### Your objective
Below are records; work out how many of their lines contain "resolve" and give only that number.

### Input

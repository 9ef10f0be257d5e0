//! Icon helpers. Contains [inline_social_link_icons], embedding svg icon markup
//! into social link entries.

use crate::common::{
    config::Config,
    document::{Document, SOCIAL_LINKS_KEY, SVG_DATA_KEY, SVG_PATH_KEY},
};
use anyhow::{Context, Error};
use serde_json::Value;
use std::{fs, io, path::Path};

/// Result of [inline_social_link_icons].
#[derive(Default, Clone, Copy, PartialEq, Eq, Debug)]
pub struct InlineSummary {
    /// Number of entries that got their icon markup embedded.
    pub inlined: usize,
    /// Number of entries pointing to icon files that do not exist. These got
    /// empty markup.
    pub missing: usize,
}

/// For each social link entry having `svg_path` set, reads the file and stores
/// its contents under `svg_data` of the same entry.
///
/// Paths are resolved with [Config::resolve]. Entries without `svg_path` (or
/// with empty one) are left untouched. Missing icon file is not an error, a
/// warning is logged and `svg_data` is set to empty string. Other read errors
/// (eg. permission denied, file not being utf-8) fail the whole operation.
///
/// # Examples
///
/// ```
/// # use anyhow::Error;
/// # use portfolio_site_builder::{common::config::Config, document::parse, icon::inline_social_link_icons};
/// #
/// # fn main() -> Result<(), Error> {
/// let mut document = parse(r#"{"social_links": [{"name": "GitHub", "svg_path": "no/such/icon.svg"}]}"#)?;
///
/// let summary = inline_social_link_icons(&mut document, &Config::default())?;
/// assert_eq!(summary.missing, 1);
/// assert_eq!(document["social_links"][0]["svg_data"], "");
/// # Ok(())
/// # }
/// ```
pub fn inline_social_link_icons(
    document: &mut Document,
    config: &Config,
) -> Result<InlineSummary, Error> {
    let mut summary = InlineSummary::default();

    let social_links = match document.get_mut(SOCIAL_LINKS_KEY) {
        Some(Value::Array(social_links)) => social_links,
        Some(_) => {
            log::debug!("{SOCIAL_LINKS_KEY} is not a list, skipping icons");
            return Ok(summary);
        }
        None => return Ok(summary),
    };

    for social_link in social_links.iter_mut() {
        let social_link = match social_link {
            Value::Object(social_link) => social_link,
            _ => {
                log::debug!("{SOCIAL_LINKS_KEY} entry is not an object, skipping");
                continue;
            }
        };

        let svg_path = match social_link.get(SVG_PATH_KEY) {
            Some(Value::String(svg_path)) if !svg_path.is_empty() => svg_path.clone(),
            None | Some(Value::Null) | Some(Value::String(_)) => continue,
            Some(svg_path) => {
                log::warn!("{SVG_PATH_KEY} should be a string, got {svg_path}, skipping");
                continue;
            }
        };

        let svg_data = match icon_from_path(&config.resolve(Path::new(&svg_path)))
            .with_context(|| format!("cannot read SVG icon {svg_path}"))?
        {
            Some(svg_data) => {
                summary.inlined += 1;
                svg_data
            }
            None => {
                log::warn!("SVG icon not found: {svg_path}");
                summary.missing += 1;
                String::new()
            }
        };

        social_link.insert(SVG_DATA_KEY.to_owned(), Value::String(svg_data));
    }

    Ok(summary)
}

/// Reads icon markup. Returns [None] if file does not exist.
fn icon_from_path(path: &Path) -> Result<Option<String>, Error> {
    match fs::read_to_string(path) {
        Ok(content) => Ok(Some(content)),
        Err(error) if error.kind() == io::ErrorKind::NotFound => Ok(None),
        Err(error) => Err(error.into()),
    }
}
* * *
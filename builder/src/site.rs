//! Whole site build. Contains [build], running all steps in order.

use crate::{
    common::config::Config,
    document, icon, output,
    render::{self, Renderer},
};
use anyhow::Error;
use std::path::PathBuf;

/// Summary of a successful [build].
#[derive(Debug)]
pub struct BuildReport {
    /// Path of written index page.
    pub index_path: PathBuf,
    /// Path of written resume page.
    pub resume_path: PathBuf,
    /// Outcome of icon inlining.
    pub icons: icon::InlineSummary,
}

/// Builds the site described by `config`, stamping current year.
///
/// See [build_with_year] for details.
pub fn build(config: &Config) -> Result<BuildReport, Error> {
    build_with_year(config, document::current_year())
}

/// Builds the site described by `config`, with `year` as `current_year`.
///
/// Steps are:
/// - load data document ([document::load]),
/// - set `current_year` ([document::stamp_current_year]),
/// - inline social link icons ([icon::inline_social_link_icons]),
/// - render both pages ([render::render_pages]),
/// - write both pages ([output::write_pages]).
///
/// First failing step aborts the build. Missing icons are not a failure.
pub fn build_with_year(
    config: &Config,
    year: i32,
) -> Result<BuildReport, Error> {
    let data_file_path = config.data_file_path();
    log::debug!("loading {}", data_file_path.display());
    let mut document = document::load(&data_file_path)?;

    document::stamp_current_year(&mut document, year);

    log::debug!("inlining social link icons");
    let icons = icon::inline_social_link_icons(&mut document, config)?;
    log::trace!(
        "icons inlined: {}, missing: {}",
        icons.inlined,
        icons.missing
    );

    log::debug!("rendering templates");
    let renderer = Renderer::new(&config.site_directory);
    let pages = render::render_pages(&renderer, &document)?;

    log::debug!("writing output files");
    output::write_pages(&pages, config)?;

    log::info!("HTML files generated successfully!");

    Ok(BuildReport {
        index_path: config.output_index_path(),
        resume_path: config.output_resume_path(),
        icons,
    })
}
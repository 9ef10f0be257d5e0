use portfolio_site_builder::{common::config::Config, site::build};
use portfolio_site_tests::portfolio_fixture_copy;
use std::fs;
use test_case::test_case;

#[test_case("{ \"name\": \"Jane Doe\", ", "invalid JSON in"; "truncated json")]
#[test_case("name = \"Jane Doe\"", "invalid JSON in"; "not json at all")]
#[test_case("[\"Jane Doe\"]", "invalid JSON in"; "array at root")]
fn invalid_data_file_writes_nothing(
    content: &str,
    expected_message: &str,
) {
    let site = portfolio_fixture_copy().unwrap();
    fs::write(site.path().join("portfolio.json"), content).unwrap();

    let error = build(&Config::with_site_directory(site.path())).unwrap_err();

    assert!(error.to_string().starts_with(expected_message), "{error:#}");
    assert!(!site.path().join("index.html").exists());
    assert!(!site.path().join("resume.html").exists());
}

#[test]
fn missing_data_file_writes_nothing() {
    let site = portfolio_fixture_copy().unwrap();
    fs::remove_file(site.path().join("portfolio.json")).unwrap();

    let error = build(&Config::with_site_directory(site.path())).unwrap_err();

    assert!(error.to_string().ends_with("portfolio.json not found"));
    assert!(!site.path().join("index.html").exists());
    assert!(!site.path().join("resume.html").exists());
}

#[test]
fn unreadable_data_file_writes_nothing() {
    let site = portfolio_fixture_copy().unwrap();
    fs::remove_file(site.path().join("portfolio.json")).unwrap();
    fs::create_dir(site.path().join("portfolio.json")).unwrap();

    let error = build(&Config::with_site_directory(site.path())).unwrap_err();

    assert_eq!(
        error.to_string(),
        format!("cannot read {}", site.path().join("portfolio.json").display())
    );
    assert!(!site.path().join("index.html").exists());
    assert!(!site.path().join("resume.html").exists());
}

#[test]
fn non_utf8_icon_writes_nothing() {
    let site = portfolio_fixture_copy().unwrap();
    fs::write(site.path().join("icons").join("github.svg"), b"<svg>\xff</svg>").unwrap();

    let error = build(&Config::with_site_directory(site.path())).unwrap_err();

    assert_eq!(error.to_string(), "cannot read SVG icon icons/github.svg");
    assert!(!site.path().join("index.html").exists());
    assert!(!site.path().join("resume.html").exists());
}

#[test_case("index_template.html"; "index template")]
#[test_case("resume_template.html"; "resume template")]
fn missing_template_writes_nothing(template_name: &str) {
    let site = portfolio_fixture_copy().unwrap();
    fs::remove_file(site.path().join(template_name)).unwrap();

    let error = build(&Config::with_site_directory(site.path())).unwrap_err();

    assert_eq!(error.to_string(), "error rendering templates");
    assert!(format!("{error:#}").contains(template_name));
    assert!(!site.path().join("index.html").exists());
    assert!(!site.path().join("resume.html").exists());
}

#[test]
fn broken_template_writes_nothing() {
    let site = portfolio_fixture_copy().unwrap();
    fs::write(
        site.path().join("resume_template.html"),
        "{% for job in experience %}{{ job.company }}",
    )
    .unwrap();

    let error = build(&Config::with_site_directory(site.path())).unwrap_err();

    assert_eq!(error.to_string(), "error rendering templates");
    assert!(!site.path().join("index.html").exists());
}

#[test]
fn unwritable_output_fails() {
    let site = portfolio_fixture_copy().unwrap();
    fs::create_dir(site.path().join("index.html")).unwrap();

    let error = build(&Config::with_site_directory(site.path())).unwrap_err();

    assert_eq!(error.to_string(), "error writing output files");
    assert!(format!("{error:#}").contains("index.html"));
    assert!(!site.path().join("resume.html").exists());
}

### Answer space
2